Wherever the word "SkillTreeRegistry" appears in a line of the data, that line should be copied.

------ Provided records ------

impl ProgressionFacade {
    /// Build a facade over the given content
    ///
    /// Every class must have a skill tree containing the skills it refers to.
    pub fn new(
        constants: ProgressionConstants,
        classes: ClassCatalog,
        trees: SkillTreeRegistry,
        units: UnitCatalog,
        counters: CounterMatrix,
    ) -> Result<Self, ConfigError> {
        if let Err(e) = classes.validate_skills(&trees) {
            error!(error = %e, "class catalog does not match skill trees");
            return Err(e);
        }
        info!(classes = classes.len(), trees = trees.len(), "progression content ready");
        Ok(ProgressionFacade {
            constants,
            classes,
            trees,
            units,
            counters,
            characters: HashMap::new(),
        })
    }

    /// Facade over the built-in classes, trees, unit roster and counter rules
    pub fn with_builtin_content(constants: ProgressionConstants) -> Result<Self, ConfigError> {
        let units = UnitCatalog::standard();
        let counters = CounterMatrix::build(&units, &counter::standard_rules());
        Self::new(
            constants,
            ClassCatalog::builtin()?,
            SkillTreeRegistry::builtin()?,
            units,
            counters,
        )
    }

    pub fn constants(&self) -> &ProgressionConstants {
        &self.constants
    }

    pub fn class_catalog(&self) -> &ClassCatalog {
        &self.classes
    }

    pub fn skill_trees(&self) -> &SkillTreeRegistry {
        &self.trees
    }

    pub fn unit_catalog(&self) -> &UnitCatalog {
        &self.units
    }

    pub fn counter_matrix(&self) -> &CounterMatrix {
        &self.counters
    }

    /// Every class template, for class selection screens
    pub fn get_all_classes(&self) -> &[ClassDefinition] {
        self.classes.get_all_classes()
    }

    pub fn character(&self, id: &str) -> Option<&CharacterProgress> {
        self.characters.get(id)
    }

    pub fn character_ids(&self) -> impl Iterator<Item = &str> {
        self.characters.keys().map(|s| s.as_str())
    }

    /// Drop all progression state for a character
    pub fn remove_character(&mut self, id: &str) -> Option<CharacterProgress> {
        let removed = self.characters.remove(id);
        if removed.is_some() {
            debug!(character = id, "removed character");
        }
        removed
    }

    // === Class and specialization ===

    /// Choose a class for a character that has none yet
    pub fn select_class(&mut self, id: &str, class_id: &str) -> Result<(), ProgressionError> {
        if let Some(progress) = self.characters.get(id) {
            warn!(character = id, current = %progress.class_id, "class already selected");
            return Err(ProgressionError::ClassAlreadySelected {
                character: id.to_string(),
                class: progress.class_id.clone(),
            });
        }
        let class = self.class(class_id)?;
        let tree = self.tree(class_id)?;

        let progress = CharacterProgress {
            class_id: class.id.clone(),
            specialization: None,
            unit_type: class.base_unit,
            attributes: AttributeStore::with_baseline(
                self.constants.attribute_baseline,
                self.constants.starting_attribute_points,
            ),
            skills: tree.new_progress(),
        };
        self.characters.insert(id.to_string(), progress);

        debug!(character = id, class = class_id, "selected class");
        Ok(())
    }

    /// Specializations the character could pick at `level`
    ///
    /// Empty once a specialization has been chosen.
    pub fn get_available_specializations(
        &self,
        id: &str,
        level: u32,
    ) -> Result<Vec<&Specialization>, ProgressionError> {
        let progress = self.progress(id)?;
        if progress.specialization.is_some() {
            return Ok(Vec::new());
        }
        Ok(self.class(&progress.class_id)?.available_specializations(level))
    }

    /// Lock in a specialization, fixing the character's unit type
    pub fn select_specialization(
        &mut self,
        id: &str,
        spec_id: &str,
        level: u32,
    ) -> Result<(), ProgressionError> {
        let progress = self.progress(id)?;
        if let Some(current) = &progress.specialization {
            warn!(character = id, current = %current, "specialization already selected");
            return Err(ProgressionError::AlreadySpecialized {
                character: id.to_string(),
                specialization: current.clone(),
            });
        }

        let class = self.class(&progress.class_id)?;
        let spec = class.specialization(spec_id).ok_or_else(|| {
            warn!(character = id, class = %class.id, specialization = spec_id, "unknown specialization");
            ProgressionError::UnknownSpecialization {
                class: class.id.clone(),
                specialization: spec_id.to_string(),
            }
        })?;
        if level < spec.required_level {
            return Err(ProgressionError::LevelTooLow {
                required: spec.required_level,
                actual: level,
            });
        }

        let unit_type = spec.unit_type.unwrap_or(class.base_unit);
        let chosen = spec.id.clone();
        let progress = self.progress_mut(id)?;
        progress.specialization = Some(chosen);
        progress.unit_type = unit_type;

        debug!(character = id, specialization = spec_id, unit = %unit_type, "selected specialization");
        Ok(())
    }

    /// The unit type a character fields
    pub fn unit_type(&self, id: &str) -> Result<UnitType, ProgressionError> {
        Ok(self.progress(id)?.unit_type)
    }

    /// Catalog metadata (tier, category, upgrade target) for a character's unit
    pub fn unit_info(&self, id: &str) -> Result<&UnitInfo, ProgressionError> {
        Ok(self.units.info(self.progress(id)?.unit_type))
    }

    /// Damage of one hit from the character's unit against `defender`
    ///
    /// Applies the counter multiplier for the character's current unit type,
    /// so a specialization that changes the unit changes the matchups.
    pub fn damage_against(
        &self,
        id: &str,
        defender: UnitType,
        base_damage: f64,
    ) -> Result<f64, ProgressionError> {
        let attacker = self.progress(id)?.unit_type;
        Ok(self.counters.damage(attacker, defender, base_damage))
    }

    // === Attributes ===

    /// Spend attribute points
    pub fn allocate_attribute(
        &mut self,
        id: &str,
        attribute: Attribute,
        amount: u32,
    ) -> Result<(), ProgressionError> {
        let store = &mut self.progress_mut(id)?.attributes;
        if !store.allocate(attribute, amount) {
            return Err(ProgressionError::AllocationFailed {
                attribute,
                requested: amount,
                available: store.available_points(),
            });
        }
        Ok(())
    }

    /// Return every attribute to baseline, refunding the points
    ///
    /// Returns the number of points refunded.
    pub fn reset_attributes(&mut self, id: &str) -> Result<u32, ProgressionError> {
        Ok(self.progress_mut(id)?.attributes.reset())
    }

    /// Grant the per-level attribute points
    ///
    /// Skill points come from the character record, not from here. Returns the
    /// number of points granted.
    pub fn on_level_up(&mut self, id: &str, level: u32) -> Result<u32, ProgressionError> {
        let granted = self.constants.attribute_points_per_level;
        self.progress_mut(id)?.attributes.grant_points(granted);
        debug!(character = id, level, granted, "level up");
        Ok(granted)
    }

    pub fn get_all_attribute_descriptions(
        &self,
        id: &str,
    ) -> Result<Vec<AttributeDescription>, ProgressionError> {
        Ok(self.progress(id)?.attributes.get_all_attribute_descriptions())
    }

    // === Skills ===

    pub fn can_learn_skill(&self, id: &str, character: &impl CharacterRecord, node_id: &str) -> bool {
        let Ok(progress) = self.progress(id) else {
            return false;
        };
        self.tree(&progress.class_id)
            .map(|tree| tree.can_learn(&progress.skills, character, node_id))
            .unwrap_or(false)
    }

    /// Learn one level of a skill node, spending the character's skill points
    ///
    /// Returns the node's new level.
    pub fn learn_skill(
        &mut self,
        id: &str,
        character: &mut impl CharacterRecord,
        node_id: &str,
    ) -> Result<u32, ProgressionError> {
        let progress = self.characters.get_mut(id).ok_or_else(|| unknown_character(id))?;
        check_class_tag(id, progress, &*character)?;
        let tree = self.trees.get(&progress.class_id).ok_or_else(|| missing_tree(&progress.class_id))?;

        tree.learn(&mut progress.skills, character, node_id).map_err(|e| {
            debug!(character = id, node = node_id, reason = %e, "cannot learn skill");
            ProgressionError::Learn(e)
        })
    }

    /// Unlearn every node, refunding skill points to the character
    ///
    /// Returns the number of points refunded.
    pub fn reset_skills(
        &mut self,
        id: &str,
        character: &mut impl CharacterRecord,
    ) -> Result<u32, ProgressionError> {
        let progress = self.characters.get_mut(id).ok_or_else(|| unknown_character(id))?;
        check_class_tag(id, progress, &*character)?;
        let tree = self.trees.get(&progress.class_id).ok_or_else(|| missing_tree(&progress.class_id))?;
        Ok(tree.reset_all_skills(&mut progress.skills, character))
    }

    /// Every node of the character's tree with its current state
    pub fn get_all_nodes(
        &self,
        id: &str,
        character: &impl CharacterRecord,
    ) -> Result<Vec<NodeView>, ProgressionError> {
        let progress = self.progress(id)?;
        Ok(self.tree(&progress.class_id)?.get_all_nodes(&progress.skills, character))
    }

    pub fn get_layout_info(&self, id: &str) -> Result<&LayoutInfo, ProgressionError> {
        let progress = self.progress(id)?;
        Ok(self.tree(&progress.class_id)?.get_layout_info())
    }

    pub fn get_passive_effects(&self, id: &str) -> Result<EffectBundle, ProgressionError> {
        let progress = self.progress(id)?;
        Ok(self.tree(&progress.class_id)?.get_passive_effects(&progress.skills))
    }

    pub fn get_active_skills(&self, id: &str) -> Result<Vec<ActiveSkill>, ProgressionError> {
        let progress = self.progress(id)?;
        Ok(self.tree(&progress.class_id)?.get_active_skills(&progress.skills))
    }

    // === Stats ===

    /// Compose the character's stat sheet at its current level
    ///
    /// Levels above the configured cap are treated as the cap.
    pub fn calculate_final_stats(
        &self,
        id: &str,
        character: &impl CharacterRecord,
    ) -> Result<FinalStats, ProgressionError> {
        let progress = self.progress(id)?;
        let class = self.class(&progress.class_id)?;
        let specialization = progress
            .specialization
            .as_deref()
            .and_then(|s| class.specialization(s));
        let passives = self.tree(&progress.class_id)?.get_passive_effects(&progress.skills);
        let level = character.level().min(self.constants.max_character_level);

        Ok(FinalStats::compute(
            class,
            specialization,
            level,
            &progress.attributes.effects(),
            passives,
        ))
    }

    // === Persistence ===

    /// Capture a character's progression for the host to persist
    pub fn snapshot(&self, id: &str) -> Result<CharacterSnapshot, ProgressionError> {
        let progress = self.progress(id)?;
        Ok(CharacterSnapshot {
            class_id: progress.class_id.clone(),
            specialization: progress.specialization.clone(),
            attributes: *progress.attributes.attributes(),
            available_points: progress.attributes.available_points(),
            skill_levels: progress.skills.levels().clone(),
        })
    }

    /// Rebuild a character from a snapshot, replacing any existing state
    pub fn restore(&mut self, id: &str, snapshot: CharacterSnapshot) -> Result<(), ProgressionError> {
        let class = self.class(&snapshot.class_id)?;
        let tree = self.tree(&snapshot.class_id)?;

        let unit_type = match &snapshot.specialization {
            Some(spec_id) => {
                let spec = class.specialization(spec_id).ok_or_else(|| {
                    warn!(character = id, class = %class.id, specialization = %spec_id, "unknown specialization in snapshot");
                    ProgressionError::UnknownSpecialization {
                        class: class.id.clone(),
                        specialization: spec_id.clone(),
                    }
                })?;
                spec.unit_type.unwrap_or(class.base_unit)
            }
            None => class.base_unit,
        };

        let skills = tree.restore_progress(&snapshot.skill_levels).map_err(|e| {
            warn!(character = id, error = %e, "invalid skill levels in snapshot");
            ProgressionError::InvalidSnapshot(e)
        })?;

        let progress = CharacterProgress {
            class_id: class.id.clone(),
            specialization: snapshot.specialization,
            unit_type,
            attributes: AttributeStore::from_parts(
                snapshot.attributes,
                snapshot.available_points,
                self.constants.attribute_baseline,
            ),
            skills,
        };
        self.characters.insert(id.to_string(), progress);

        debug!(character = id, class = %snapshot.class_id, "restored character");
        Ok(())
    }

    // === Lookups ===

    fn progress(&self, id: &str) -> Result<&CharacterProgress, ProgressionError> {
        self.characters.get(id).ok_or_else(|| unknown_character(id))
    }

    fn progress_mut(&mut self, id: &str) -> Result<&mut CharacterProgress, ProgressionError> {
        self.characters.get_mut(id).ok_or_else(|| unknown_character(id))
    }

    fn class(&self, class_id: &str) -> Result<&ClassDefinition, ProgressionError> {
        self.classes.get(class_id).ok_or_else(|| {
            warn!(class = class_id, "unknown class");
            ProgressionError::UnknownClass(class_id.to_string())
        })
    }

    fn tree(&self, class_id: &str) -> Result<&SkillTreeTemplate, ProgressionError> {
        self.trees.get(class_id).ok_or_else(|| missing_tree(class_id))
    }
}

------

◆ Output for this exercise
        trees: SkillTreeRegistry,
            SkillTreeRegistry::builtin()?,
    pub fn skill_trees(&self) -> &SkillTreeRegistry {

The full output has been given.